> YOUR INSTRUCTIONS
Retype the entries word for word, leaving nothing out.
*** Opening ENTRIES SHOWN ***
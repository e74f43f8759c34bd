use std::{fmt, sync::mpsc as std_mpsc, thread, time::Duration};

use reqwest::{header::CONTENT_TYPE, Url};
use tokio::{runtime, sync::mpsc, task::JoinSet, time};
use tracing::{debug, trace};

use crate::{error::DevDebugError, event::DebugEvent};

/// Delivery side of a [`crate::DebugClient`].
///
/// `dispatch` must return promptly and must never surface a failure: a
/// dropped event is simply lost.
pub trait Transport: Send + Sync + fmt::Debug {
    fn dispatch(&self, event: DebugEvent);

    /// Waits up to `timeout` for in-flight deliveries to settle. Returns
    /// `false` if they did not settle in time.
    fn flush(&self, _timeout: Duration) -> bool {
        true
    }

    /// `false` when every dispatched event would be discarded, letting the
    /// client skip inspection entirely.
    fn is_enabled(&self) -> bool {
        true
    }
}

/// Discards every event.
#[derive(Debug, Clone, Copy, Default)]
pub struct NullTransport;

impl Transport for NullTransport {
    fn dispatch(&self, _event: DebugEvent) {}

    fn is_enabled(&self) -> bool {
        false
    }
}

enum Command {
    Deliver(Box<DebugEvent>),
    Flush(std_mpsc::Sender<()>),
}

/// Fire-and-forget JSON POSTs to the collector.
///
/// Events are queued to a dedicated worker thread driving a current-thread
/// tokio runtime; each delivery runs as its own task under a hard timeout.
/// The caller never waits on the network.
pub struct HttpTransport {
    endpoint: Url,
    commands: mpsc::UnboundedSender<Command>,
}

impl fmt::Debug for HttpTransport {
    fn fmt(&self, f: &mut fmt::Formatter<'_>) -> fmt::Result {
        f.debug_struct("HttpTransport")
            .field("endpoint", &self.endpoint.as_str())
            .finish_non_exhaustive()
    }
}

impl HttpTransport {
    pub fn new(endpoint: impl Into<String>, timeout: Duration) -> Result<Self, DevDebugError> {
        let endpoint = endpoint.into();
        let url = Url::parse(&endpoint).map_err(|err| DevDebugError::InvalidEndpoint {
            endpoint: endpoint.clone(),
            message: err.to_string(),
        })?;
        if !matches!(url.scheme(), "http" | "https") {
            return Err(DevDebugError::InvalidEndpoint {
                message: format!("unsupported scheme {:?}", url.scheme()),
                endpoint,
            });
        }

        let client = reqwest::Client::builder().timeout(timeout).build()?;
        let runtime = runtime::Builder::new_current_thread()
            .enable_all()
            .build()
            .map_err(DevDebugError::WorkerSpawn)?;

        let (commands, receiver) = mpsc::unbounded_channel();
        let worker_url = url.clone();
        thread::Builder::new()
            .name("dev-debug-transport".to_string())
            .spawn(move || runtime.block_on(run_worker(receiver, client, worker_url, timeout)))
            .map_err(DevDebugError::WorkerSpawn)?;

        Ok(Self {
            endpoint: url,
            commands,
        })
    }

    pub fn endpoint(&self) -> &Url {
        &self.endpoint
    }
}

impl Transport for HttpTransport {
    fn dispatch(&self, event: DebugEvent) {
        if self.commands.send(Command::Deliver(Box::new(event))).is_err() {
            trace!("debug transport worker is gone; dropping event");
        }
    }

    fn flush(&self, timeout: Duration) -> bool {
        let (ack, settled) = std_mpsc::channel();
        if self.commands.send(Command::Flush(ack)).is_err() {
            return false;
        }
        settled.recv_timeout(timeout).is_ok()
    }
}

async fn run_worker(
    mut commands: mpsc::UnboundedReceiver<Command>,
    client: reqwest::Client,
    endpoint: Url,
    timeout: Duration,
) {
    let mut inflight = JoinSet::new();
    loop {
        tokio::select! {
            command = commands.recv() => match command {
                Some(Command::Deliver(event)) => {
                    inflight.spawn(deliver(client.clone(), endpoint.clone(), timeout, event));
                }
                Some(Command::Flush(ack)) => {
                    while inflight.join_next().await.is_some() {}
                    let _ = ack.send(());
                }
                None => break,
            },
            Some(_) = inflight.join_next(), if !inflight.is_empty() => {}
        }
    }
    while inflight.join_next().await.is_some() {}
}

async fn deliver(
    client: reqwest::Client,
    endpoint: Url,
    timeout: Duration,
    event: Box<DebugEvent>,
) {
    let body = match serde_json::to_vec(&event) {
        Ok(body) => body,
        Err(err) => {
            debug!("dropping debug event {} that failed to serialize: {err}", event.id);
            return;
        }
    };

    let request = client
        .post(endpoint)
        .header(CONTENT_TYPE, "application/json")
        .body(body)
        .send();
    match time::timeout(timeout, request).await {
        Ok(Ok(response)) => {
            trace!("debug event {} delivered ({})", event.id, response.status())
        }
        Ok(Err(err)) => debug!("debug event {} not delivered: {err}", event.id),
        Err(_) => debug!("debug event {} timed out after {timeout:?}", event.id),
    }
}

#[cfg(test)]
mod tests {
    use super::*;

    #[test]
    fn rejects_endpoints_that_are_not_http_urls() {
        let err = HttpTransport::new("not a url", Duration::from_millis(50)).unwrap_err();
        assert!(matches!(err, DevDebugError::InvalidEndpoint { .. }));

        let err =
            HttpTransport::new("ftp://127.0.0.1/debug", Duration::from_millis(50)).unwrap_err();
        assert!(err.to_string().contains("unsupported scheme"));
    }

    #[test]
    fn keeps_the_parsed_endpoint() {
        let transport =
            HttpTransport::new("http://127.0.0.1:3000/debug", Duration::from_millis(50))
                .unwrap();
        assert_eq!(transport.endpoint().as_str(), "http://127.0.0.1:3000/debug");
        assert_eq!(transport.endpoint().port(), Some(3000));
    }

    #[test]
    fn null_transport_reports_disabled() {
        assert!(!NullTransport.is_enabled());
        assert!(NullTransport.flush(Duration::ZERO));
    }
}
*** Closing ENTRIES SHOWN ***
> SOLUTION TO THIS PROBLEM
repository e74f43f8759c34bd
use std::{fmt, sync::mpsc as std_mpsc, thread, time::Duration};

use reqwest::{header::CONTENT_TYPE, Url};
use tokio::{runtime, sync::mpsc, task::JoinSet, time};
use tracing::{debug, trace};

use crate::{error::DevDebugError, event::DebugEvent};

/// Delivery side of a [`crate::DebugClient`].
///
/// `dispatch` must return promptly and must never surface a failure: a
/// dropped event is simply lost.
pub trait Transport: Send + Sync + fmt::Debug {
    fn dispatch(&self, event: DebugEvent);

    /// Waits up to `timeout` for in-flight deliveries to settle. Returns
    /// `false` if they did not settle in time.
    fn flush(&self, _timeout: Duration) -> bool {
        true
    }

    /// `false` when every dispatched event would be discarded, letting the
    /// client skip inspection entirely.
    fn is_enabled(&self) -> bool {
        true
    }
}

/// Discards every event.
#[derive(Debug, Clone, Copy, Default)]
pub struct NullTransport;

impl Transport for NullTransport {
    fn dispatch(&self, _event: DebugEvent) {}

    fn is_enabled(&self) -> bool {
        false
    }
}

enum Command {
    Deliver(Box<DebugEvent>),
    Flush(std_mpsc::Sender<()>),
}

/// Fire-and-forget JSON POSTs to the collector.
///
/// Events are queued to a dedicated worker thread driving a current-thread
/// tokio runtime; each delivery runs as its own task under a hard timeout.
/// The caller never waits on the network.
pub struct HttpTransport {
    endpoint: Url,
    commands: mpsc::UnboundedSender<Command>,
}

impl fmt::Debug for HttpTransport {
    fn fmt(&self, f: &mut fmt::Formatter<'_>) -> fmt::Result {
        f.debug_struct("HttpTransport")
            .field("endpoint", &self.endpoint.as_str())
            .finish_non_exhaustive()
    }
}

impl HttpTransport {
    pub fn new(endpoint: impl Into<String>, timeout: Duration) -> Result<Self, DevDebugError> {
        let endpoint = endpoint.into();
        let url = Url::parse(&endpoint).map_err(|err| DevDebugError::InvalidEndpoint {
            endpoint: endpoint.clone(),
            message: err.to_string(),
        })?;
        if !matches!(url.scheme(), "http" | "https") {
            return Err(DevDebugError::InvalidEndpoint {
                message: format!("unsupported scheme {:?}", url.scheme()),
                endpoint,
            });
        }

        let client = reqwest::Client::builder().timeout(timeout).build()?;
        let runtime = runtime::Builder::new_current_thread()
            .enable_all()
            .build()
            .map_err(DevDebugError::WorkerSpawn)?;

        let (commands, receiver) = mpsc::unbounded_channel();
        let worker_url = url.clone();
        thread::Builder::new()
            .name("dev-debug-transport".to_string())
            .spawn(move || runtime.block_on(run_worker(receiver, client, worker_url, timeout)))
            .map_err(DevDebugError::WorkerSpawn)?;

        Ok(Self {
            endpoint: url,
            commands,
        })
    }

    pub fn endpoint(&self) -> &Url {
        &self.endpoint
    }
}

impl Transport for HttpTransport {
    fn dispatch(&self, event: DebugEvent) {
        if self.commands.send(Command::Deliver(Box::new(event))).is_err() {
            trace!("debug transport worker is gone; dropping event");
        }
    }

    fn flush(&self, timeout: Duration) -> bool {
        let (ack, settled) = std_mpsc::channel();
        if self.commands.send(Command::Flush(ack)).is_err() {
            return false;
        }
        settled.recv_timeout(timeout).is_ok()
    }
}

async fn run_worker(
    mut commands: mpsc::UnboundedReceiver<Command>,
    client: reqwest::Client,
    endpoint: Url,
    timeout: Duration,
) {
    let mut inflight = JoinSet::new();
    loop {
        tokio::select! {
            command = commands.recv() => match command {
                Some(Command::Deliver(event)) => {
                    inflight.spawn(deliver(client.clone(), endpoint.clone(), timeout, event));
                }
                Some(Command::Flush(ack)) => {
                    while inflight.join_next().await.is_some() {}
                    let _ = ack.send(());
                }
                None => break,
            },
            Some(_) = inflight.join_next(), if !inflight.is_empty() => {}
        }
    }
    while inflight.join_next().await.is_some() {}
}

async fn deliver(
    client: reqwest::Client,
    endpoint: Url,
    timeout: Duration,
    event: Box<DebugEvent>,
) {
    let body = match serde_json::to_vec(&event) {
        Ok(body) => body,
        Err(err) => {
            debug!("dropping debug event {} that failed to serialize: {err}", event.id);
            return;
        }
    };

    let request = client
        .post(endpoint)
        .header(CONTENT_TYPE, "application/json")
        .body(body)
        .send();
    match time::timeout(timeout, request).await {
        Ok(Ok(response)) => {
            trace!("debug event {} delivered ({})", event.id, response.status())
        }
        Ok(Err(err)) => debug!("debug event {} not delivered: {err}", event.id),
        Err(_) => debug!("debug event {} timed out after {timeout:?}", event.id),
    }
}

#[cfg(test)]
mod tests {
    use super::*;

    #[test]
    fn rejects_endpoints_that_are_not_http_urls() {
        let err = HttpTransport::new("not a url", Duration::from_millis(50)).unwrap_err();
        assert!(matches!(err, DevDebugError::InvalidEndpoint { .. }));

        let err =
            HttpTransport::new("ftp://127.0.0.1/debug", Duration::from_millis(50)).unwrap_err();
        assert!(err.to_string().contains("unsupported scheme"));
    }

    #[test]
    fn keeps_the_parsed_endpoint() {
        let transport =
            HttpTransport::new("http://127.0.0.1:3000/debug", Duration::from_millis(50))
                .unwrap();
        assert_eq!(transport.endpoint().as_str(), "http://127.0.0.1:3000/debug");
        assert_eq!(transport.endpoint().port(), Some(3000));
    }

    #[test]
    fn null_transport_reports_disabled() {
        assert!(!NullTransport.is_enabled());
        assert!(NullTransport.flush(Duration::ZERO));
    }
}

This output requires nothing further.